Not sure where to start, ok let’s start with the weather cliche. It’s getting colder, currently 30 F or -1 C. We are supposed to expect snow tomorrow, which means no road trip this weekend. I am sure I will find something to do… maybe start on what should be abolished first in this country, TAXES. Time to get rid of this department of insanity and move to a flat tax that encompasses EVERYONE, period, end of story. After all if EVERYONE is using this countries resources and accoutrements shouldn’t EVERYONE pay? Just in case your actually still thinking the answer is YES, DUH!

I could go on and politics etc but you can find information everywhere so I will spare you my ideas. Just have Congress give me a call.

Well in order to preserve peoples privacy I will be referring to people as G1, G2 etc. (G1 – Girl 1 etc).

So I am communicating with G1 who lives out of state, we have been talking for roughly a year and a half. We have shared stories of our lives and things that we have gone through, but never met face to face.

G2 used to live about 2 miles from me and moved out of state last Oct. We went out maybe 6 times doing various things, movies, bike riding a casino trip or two.

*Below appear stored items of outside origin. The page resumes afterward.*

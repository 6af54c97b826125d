//! Profile page: a user, their latest posts and the viewer's follow
//! relation to them.

use shortsns_api::{ApiError, Page, PageRequest, Post, User, UserId};
use tracing::warn;

use crate::backend::PostApi;
use crate::feed::FeedSource;
use crate::store::StateStore;
use crate::toggle::{EdgeApi, Relation, ToggleController};

#[derive(Debug, Clone, PartialEq)]
pub struct ProfilePage {
    pub user: User,
    pub posts: Page<Post>,
    /// The viewer is looking at their own profile.
    pub is_self: bool,
    /// Viewer's follow relation. `None` when signed out, on the viewer's
    /// own page, or when the lookup failed.
    pub follow: Option<Relation>,
}

impl ProfilePage {
    pub fn path(user_id: UserId) -> String {
        format!("profile/{}", user_id)
    }
}

pub struct Profile<'a, P, E> {
    pub api: &'a P,
    pub follows: &'a ToggleController<E>,
    pub store: &'a StateStore,
    pub page_size: u32,
}

impl<P: PostApi, E: EdgeApi> Profile<'_, P, E> {
    /// Load and publish the profile of `user_id`.
    ///
    /// A failed follow lookup only leaves `follow` empty; the page itself
    /// still loads.
    pub async fn load(
        &self,
        user_id: UserId,
        viewer: Option<&User>,
        token: Option<&str>,
    ) -> Result<ProfilePage, ApiError> {
        let user = self.api.user(user_id).await?;
        let posts = self
            .api
            .fetch_posts(&FeedSource::UserPosts(user_id), PageRequest::first(self.page_size), token)
            .await?;

        let is_self = viewer.is_some_and(|v| v.user_id == user_id);
        let follow = match viewer {
            Some(v) if !is_self => {
                match self.follows.sync(user_id, v.user_id, user.stats.follower_count).await {
                    Ok(relation) => Some(relation),
                    Err(e) => {
                        warn!(user_id, error = %e, "follow lookup failed");
                        None
                    }
                }
            }
            _ => None,
        };

        let page = ProfilePage { user, posts, is_self, follow };
        self.store.set(&ProfilePage::path(user_id), page.clone());
        Ok(page)
    }
}

#[cfg(test)]
mod tests {
    use super::*;
    use async_trait::async_trait;
    use shortsns_api::{CreatePost, EdgeId, UserStats};
    use std::sync::atomic::{AtomicUsize, Ordering};
    use std::sync::Arc;

    struct FakePosts;

    #[async_trait]
    impl PostApi for FakePosts {
        async fn fetch_posts(
            &self,
            source: &FeedSource,
            _page: PageRequest,
            _token: Option<&str>,
        ) -> Result<Page<Post>, ApiError> {
            let FeedSource::UserPosts(id) = source else {
                return Ok(Page::empty());
            };
            let author = User { user_id: *id, ..Default::default() };
            Ok(Page {
                total_count: 1,
                next_page_token: None,
                previous_page_token: None,
                items: vec![Post { post_id: 10, user: author, ..Default::default() }],
            })
        }

        async fn user(&self, id: UserId) -> Result<User, ApiError> {
            if id == 404 {
                return Err(ApiError::NotFound { message: "Not found.".into() });
            }
            Ok(User {
                user_id: id,
                stats: UserStats { follower_count: 7, ..Default::default() },
                ..Default::default()
            })
        }

        async fn create_post(&self, _post: &CreatePost, _token: &str) -> Result<Post, ApiError> {
            unreachable!()
        }
    }

    #[derive(Default)]
    struct FakeFollows {
        finds: AtomicUsize,
        broken: bool,
    }

    #[async_trait]
    impl EdgeApi for FakeFollows {
        const KIND: &'static str = "follow";

        async fn create(&self, _target: u64, _token: &str) -> Result<EdgeId, ApiError> {
            unreachable!()
        }

        async fn delete(&self, _edge: EdgeId, _token: &str) -> Result<(), ApiError> {
            unreachable!()
        }

        async fn find(&self, _viewer: UserId, _target: u64) -> Result<Option<EdgeId>, ApiError> {
            self.finds.fetch_add(1, Ordering::SeqCst);
            if self.broken {
                return Err(ApiError::Server { status: 502, message: "bad gateway".into() });
            }
            Ok(Some(42))
        }
    }

    fn viewer() -> User {
        User { user_id: 1, ..Default::default() }
    }

    #[tokio::test]
    async fn other_users_profile_carries_follow_relation() {
        let store = Arc::new(StateStore::new());
        let follows = ToggleController::new(FakeFollows::default(), store.clone());
        let profile = Profile { api: &FakePosts, follows: &follows, store: &store, page_size: 20 };

        let page = profile.load(2, Some(&viewer()), Some("tok")).await.unwrap();
        assert!(!page.is_self);
        assert_eq!(page.posts.items[0].post_id, 10);
        assert_eq!(page.follow, Some(Relation { edge: Some(42), count: 7, pending: false }));
        assert_eq!(follows.relation(2), page.follow);
        assert_eq!(store.read::<ProfilePage>("profile/2"), Some(page));
    }

    #[tokio::test]
    async fn own_profile_skips_follow_lookup() {
        let store = Arc::new(StateStore::new());
        let follows = ToggleController::new(FakeFollows::default(), store.clone());
        let profile = Profile { api: &FakePosts, follows: &follows, store: &store, page_size: 20 };

        let page = profile.load(1, Some(&viewer()), Some("tok")).await.unwrap();
        assert!(page.is_self);
        assert!(page.follow.is_none());

        let anonymous = profile.load(2, None, None).await.unwrap();
        assert!(anonymous.follow.is_none());
        assert_eq!(follows.edges().finds.load(Ordering::SeqCst), 0);
    }

    #[tokio::test]
    async fn failed_follow_lookup_still_loads() {
        let store = Arc::new(StateStore::new());
        let follows = ToggleController::new(FakeFollows { broken: true, ..Default::default() }, store.clone());
        let profile = Profile { api: &FakePosts, follows: &follows, store: &store, page_size: 20 };

        let page = profile.load(2, Some(&viewer()), Some("tok")).await.unwrap();
        assert!(page.follow.is_none());
        assert!(follows.relation(2).is_none());
    }

    #[tokio::test]
    async fn missing_user_is_not_found() {
        let store = Arc::new(StateStore::new());
        let follows = ToggleController::new(FakeFollows::default(), store.clone());
        let profile = Profile { api: &FakePosts, follows: &follows, store: &store, page_size: 20 };

        let err = profile.load(404, None, None).await.unwrap_err();
        assert!(err.is_not_found());
        assert!(store.get("profile/404").is_none());
    }
}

So I was feeling generous and in the holiday spirit Christmas 2010, which is rare because I do not like holiday from Nov. – Feb.. So I sent each of these G’s and a few others Christmas gifts. Well G1 got hers and she was very pleased and thought that it was very nice of me. She also reciprocated by sending me a present as well. G2 received hers but the company that I purchased it from didn’t much information about the purchaser (don’t ask me, just know that I got the bill). Well she eventually tracked it down to me and contacted me, about that same time I had logged into a dating site and noticed that her city had changed. Down towards the bottom a comment was written about G2 and confirming that she had moved out of town. So I contacted G2 to make sure she received my gift, she wrote back and we starting talking again.
So I find out that her job when she was here was not her cup of tea and she was quite miserable. About this same time for me Beth was getting sicker and so G2 and I just stopped talking. Well we began talking again as I said and she that I was welcome to visit anytime. So we agreed that I would go down there in Feb. as Jan. was too soon to make arrangements.

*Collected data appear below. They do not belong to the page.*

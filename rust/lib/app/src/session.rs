//! Session token storage.
//!
//! The token is opaque; validity is decided by the server. Backends are
//! swappable behind [`SessionStore`] so the auth orchestrator never knows
//! where the token lives.

use std::collections::BTreeMap;
use std::path::{Path, PathBuf};
use std::sync::{Mutex, PoisonError};

/// Fixed key of the token slot.
pub const TOKEN_KEY: &str = "shortSNS_token";

#[derive(Debug, thiserror::Error)]
pub enum SessionError {
    #[error("session storage: {0}")]
    Io(#[from] std::io::Error),

    #[error("session file is malformed: {0}")]
    Format(#[from] serde_json::Error),
}

pub trait SessionStore: Send + Sync {
    fn save(&self, token: &str) -> Result<(), SessionError>;

    fn get(&self) -> Result<Option<String>, SessionError>;

    /// Clearing an empty slot is not an error.
    fn clear(&self) -> Result<(), SessionError>;
}

/// Process-local slot. Used by tests and by embedders with their own
/// persistence.
#[derive(Debug, Default)]
pub struct MemorySessionStore {
    slot: Mutex<Option<String>>,
}

impl MemorySessionStore {
    pub fn new() -> Self {
        Self::default()
    }

    pub fn with_token(token: impl Into<String>) -> Self {
        Self { slot: Mutex::new(Some(token.into())) }
    }
}

impl SessionStore for MemorySessionStore {
    fn save(&self, token: &str) -> Result<(), SessionError> {
        *self.slot.lock().unwrap_or_else(PoisonError::into_inner) = Some(token.to_string());
        Ok(())
    }

    fn get(&self) -> Result<Option<String>, SessionError> {
        Ok(self.slot.lock().unwrap_or_else(PoisonError::into_inner).clone())
    }

    fn clear(&self) -> Result<(), SessionError> {
        *self.slot.lock().unwrap_or_else(PoisonError::into_inner) = None;
        Ok(())
    }
}

/// JSON object on disk, `{"shortSNS_token": "..."}`. Unknown keys in an
/// existing file are preserved.
#[derive(Debug, Clone)]
pub struct FileSessionStore {
    path: PathBuf,
}

impl FileSessionStore {
    pub fn new(path: impl Into<PathBuf>) -> Self {
        Self { path: path.into() }
    }

    pub fn path(&self) -> &Path {
        &self.path
    }

    fn load(&self) -> Result<BTreeMap<String, serde_json::Value>, SessionError> {
        match std::fs::read_to_string(&self.path) {
            Ok(s) if s.trim().is_empty() => Ok(BTreeMap::new()),
            Ok(s) => Ok(serde_json::from_str(&s)?),
            Err(e) if e.kind() == std::io::ErrorKind::NotFound => Ok(BTreeMap::new()),
            Err(e) => Err(e.into()),
        }
    }

    fn store(&self, slots: &BTreeMap<String, serde_json::Value>) -> Result<(), SessionError> {
        if let Some(parent) = self.path.parent() {
            std::fs::create_dir_all(parent)?;
        }
        let content = serde_json::to_string_pretty(slots)?;
        write_private(&self.path, content.as_bytes())?;
        Ok(())
    }
}

impl SessionStore for FileSessionStore {
    fn save(&self, token: &str) -> Result<(), SessionError> {
        let mut slots = self.load()?;
        slots.insert(TOKEN_KEY.to_string(), serde_json::Value::String(token.to_string()));
        self.store(&slots)
    }

    fn get(&self) -> Result<Option<String>, SessionError> {
        Ok(self
            .load()?
            .get(TOKEN_KEY)
            .and_then(|v| v.as_str())
            .filter(|t| !t.is_empty())
            .map(str::to_string))
    }

    fn clear(&self) -> Result<(), SessionError> {
        let mut slots = self.load()?;
        if slots.remove(TOKEN_KEY).is_none() {
            return Ok(());
        }
        self.store(&slots)
    }
}

/// The token is a bearer credential: keep it owner-readable only.
#[cfg(unix)]
fn write_private(path: &Path, bytes: &[u8]) -> std::io::Result<()> {
    use std::io::Write;
    use std::os::unix::fs::OpenOptionsExt;

    let mut file = std::fs::OpenOptions::new()
        .write(true)
        .create(true)
        .truncate(true)
        .mode(0o600)
        .open(path)?;
    file.write_all(bytes)
}

#[cfg(not(unix))]
fn write_private(path: &Path, bytes: &[u8]) -> std::io::Result<()> {
    std::fs::write(path, bytes)
}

So G1 and I are also talking as she was planning to come up and see me in March. So we hadn’t talked in maybe a week or a couple of days and “she asked so whats new?” so I wrote her about G2. Now before you attempt to write a letter campaign to me, I believe in honesty and communication. Well the next day I noticed that she was no longer a FB connection and I got a email from her politely telling me to get lost.

There is some side story to all of this but my Feb. is not about running off to get married etc. I am simply going out of town for a few days to visit a friend. Now I can not speak for G2′s agenda, I know she enjoyed my company but nothing physical ever happened. I am going down to visit, get away from the local weather and bonus points as the trip is going to cost me very little. I am not sure how much a “relationship” can change in 4 days. I doubt she would consider moving back. I don’t really like the thought of living on one side of the country. So at this point and time I do not see anything that will change the status of our friendship. Though I am pretty cute and she may want to come back to the cold temperatures (yea right).

So anyway G1 has become angry with me and I have been given the “silent treatment”. So as far as I am concerned I am innocent and guilty of nothing but being up front and honest.

So what have I gleaned from this? Nothing, I am not going to change “being honest to a fault”

Well I am done for now.

Why the question mark you ask? Simple how do we know? Maybe what we should be saying is “Hope you have a Happy New Year”.

So I hope you have a Happy New Year. Much better.

New Years Eve was good, it was 60 degrees at 7pm. Tim, Tammy and I went to Texas Road House since I wanted Prime Rib. We ended up at the one farthest from home as the other one and some 20 other places we called were running 2 hours waits. Who says the economy is bad, LIAR.

This goes back to an earlier post of places just having to many employees not doing much. Of course management didn’t have an issue taking their millions, while committing employment genocide by firing millions. Hopefully this year people can find decent employment and rebuild their lives that CEO’s and the Gov’t ruined.

Anyway the food was great as usual and the LIIT’s were good as well. Then we all headed back to Tam’s for a movie, The Town, with Ben Asslick (intentional, get over it). Good movie, worth seeing. By midnight it was near 25 degrees.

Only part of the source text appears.